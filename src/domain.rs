use std::fmt;
use std::str::FromStr;

use camino::{Utf8Component, Utf8Path};
use clap::ValueEnum;
use serde::{Deserialize, Serialize};

use crate::error::SortlyError;

/// First data row; row 1 carries the export's headers.
pub const FIRST_DATA_ROW: u32 = 2;
pub const NAME_COLUMN: u32 = 1;
pub const KIND_COLUMN: u32 = 2;
/// Ancestor folder names, outermost first.
pub const ANCESTOR_COLUMNS: std::ops::RangeInclusive<u32> = 5..=9;
pub const PHOTO_COLUMNS: std::ops::RangeInclusive<u32> = 10..=12;

#[derive(Debug, Clone, Copy, PartialEq, Eq, Serialize, Deserialize)]
pub enum EntryKind {
    Folder,
    Item,
}

impl fmt::Display for EntryKind {
    fn fmt(&self, f: &mut fmt::Formatter<'_>) -> fmt::Result {
        match self {
            EntryKind::Folder => write!(f, "Folder"),
            EntryKind::Item => write!(f, "Item"),
        }
    }
}

impl FromStr for EntryKind {
    type Err = String;

    fn from_str(value: &str) -> Result<Self, Self::Err> {
        match value.trim() {
            "Folder" => Ok(EntryKind::Folder),
            "Item" => Ok(EntryKind::Item),
            other => Err(format!("unknown entry kind \"{other}\"")),
        }
    }
}

/// How ancestor names are matched against folders that already exist.
#[derive(Debug, Clone, Copy, Default, PartialEq, Eq, Serialize, Deserialize, ValueEnum)]
#[serde(rename_all = "kebab-case")]
pub enum NameResolution {
    /// Pre-order search over the whole forest, first folder with the name wins.
    #[default]
    FirstMatch,
    /// Same search, but a folder may not reuse a name that exists anywhere already.
    UniqueNames,
}

#[derive(Debug, Clone, PartialEq, Eq)]
pub struct Row {
    pub entry_name: String,
    pub entry_kind: EntryKind,
    pub ancestor_path: Vec<String>,
    pub photo_urls: Vec<String>,
    pub row_index: u32,
}

/// Whether `name` is a single plain path segment, so joining it under the root folder
/// cannot leave the root.
pub fn is_safe_segment(name: &str) -> bool {
    let mut components = Utf8Path::new(name).components();
    let single = matches!(
        (components.next(), components.next()),
        (Some(Utf8Component::Normal(part)), None) if part == name
    );
    single && !name.contains(['\\', '\0'])
}

#[derive(Debug, Clone, PartialEq, Eq)]
pub struct Item {
    pub name: String,
    pub photo_urls: Vec<String>,
    pub source_row: u32,
}

impl Item {
    pub fn from_row(row: &Row) -> Self {
        Self {
            name: row.entry_name.clone(),
            photo_urls: row.photo_urls.clone(),
            source_row: row.row_index,
        }
    }
}

#[derive(Debug, Clone, Copy, PartialEq, Eq, Hash)]
pub struct FolderId(usize);

impl FolderId {
    pub fn index(self) -> usize {
        self.0
    }
}

#[derive(Debug, Clone)]
pub struct Folder {
    pub name: String,
    pub self_item: Option<Item>,
    pub path: String,
    pub parent: Option<FolderId>,
    pub children: Vec<FolderId>,
    pub items: Vec<Item>,
}

/// Arena of folders; ids stay valid for the lifetime of the forest.
#[derive(Debug, Clone, Default)]
pub struct Forest {
    folders: Vec<Folder>,
    roots: Vec<FolderId>,
}

impl Forest {
    pub fn new() -> Self {
        Self::default()
    }

    pub fn add_root(&mut self, name: &str, self_item: Option<Item>) -> FolderId {
        let id = self.push(Folder {
            name: name.to_string(),
            self_item,
            path: format!("{name}/"),
            parent: None,
            children: Vec::new(),
            items: Vec::new(),
        });
        self.roots.push(id);
        id
    }

    pub fn add_child(&mut self, parent: FolderId, name: &str, self_item: Option<Item>) -> FolderId {
        let path = format!("{}{name}/", self.folders[parent.0].path);
        let id = self.push(Folder {
            name: name.to_string(),
            self_item,
            path,
            parent: Some(parent),
            children: Vec::new(),
            items: Vec::new(),
        });
        self.folders[parent.0].children.push(id);
        id
    }

    pub fn add_item(&mut self, parent: FolderId, item: Item) {
        self.folders[parent.0].items.push(item);
    }

    fn push(&mut self, folder: Folder) -> FolderId {
        let id = FolderId(self.folders.len());
        self.folders.push(folder);
        id
    }

    pub fn folder(&self, id: FolderId) -> &Folder {
        &self.folders[id.0]
    }

    pub fn roots(&self) -> &[FolderId] {
        &self.roots
    }

    pub fn first_root(&self) -> Option<&Folder> {
        self.roots.first().map(|id| self.folder(*id))
    }

    pub fn is_empty(&self) -> bool {
        self.roots.is_empty()
    }

    /// Folders in pre-order: each root, then its children in row order, recursively.
    pub fn preorder(&self) -> Vec<FolderId> {
        let mut order = Vec::with_capacity(self.folders.len());
        let mut stack: Vec<FolderId> = self.roots.iter().rev().copied().collect();
        while let Some(id) = stack.pop() {
            order.push(id);
            stack.extend(self.folders[id.0].children.iter().rev().copied());
        }
        order
    }

    pub fn find_by_name(&self, name: &str) -> Option<FolderId> {
        self.preorder()
            .into_iter()
            .find(|id| self.folders[id.0].name == name)
    }

    pub fn folder_count(&self) -> usize {
        self.folders.len()
    }

    pub fn item_count(&self) -> usize {
        self.folders.iter().map(|folder| folder.items.len()).sum()
    }

    pub fn image_count(&self) -> usize {
        self.folders
            .iter()
            .map(|folder| {
                let own = folder
                    .self_item
                    .as_ref()
                    .map(|item| item.photo_urls.len())
                    .unwrap_or(0);
                own + folder
                    .items
                    .iter()
                    .map(|item| item.photo_urls.len())
                    .sum::<usize>()
            })
            .sum()
    }
}

/// 1-based sheet coordinate.
#[derive(Debug, Clone, Copy, PartialEq, Eq, Serialize)]
pub struct CellCoordinate {
    pub column: u32,
    pub row: u32,
}

impl CellCoordinate {
    pub fn photo_slot(slot: usize, row: u32) -> Self {
        Self {
            column: *PHOTO_COLUMNS.start() + slot as u32 - 1,
            row,
        }
    }
}

#[derive(Debug, Clone, Copy, PartialEq, Eq, Serialize)]
#[serde(rename_all = "snake_case")]
pub enum SlotStatus {
    Downloaded,
    AlreadyPresent,
    Failed,
}

impl SlotStatus {
    pub fn is_materialized(self) -> bool {
        matches!(self, SlotStatus::Downloaded | SlotStatus::AlreadyPresent)
    }
}

#[derive(Debug, Clone, Serialize)]
pub struct MaterializationOutcome {
    pub cell: CellCoordinate,
    pub url: String,
    pub local_path: String,
    pub public_link: String,
    pub status: SlotStatus,
    pub failure: Option<String>,
}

^^^^^^^^

Your instructions
Look above for the line holding "self.folders[id.0].name == name)" and the line holding "pub fn image_count(&self)". Retype both, and every line between them, word for word and nothing else.

Output of the exercise
            .find(|id| self.folders[id.0].name == name)
    }

    pub fn folder_count(&self) -> usize {
        self.folders.len()
    }

    pub fn item_count(&self) -> usize {
        self.folders.iter().map(|folder| folder.items.len()).sum()
    }

    pub fn image_count(&self) -> usize {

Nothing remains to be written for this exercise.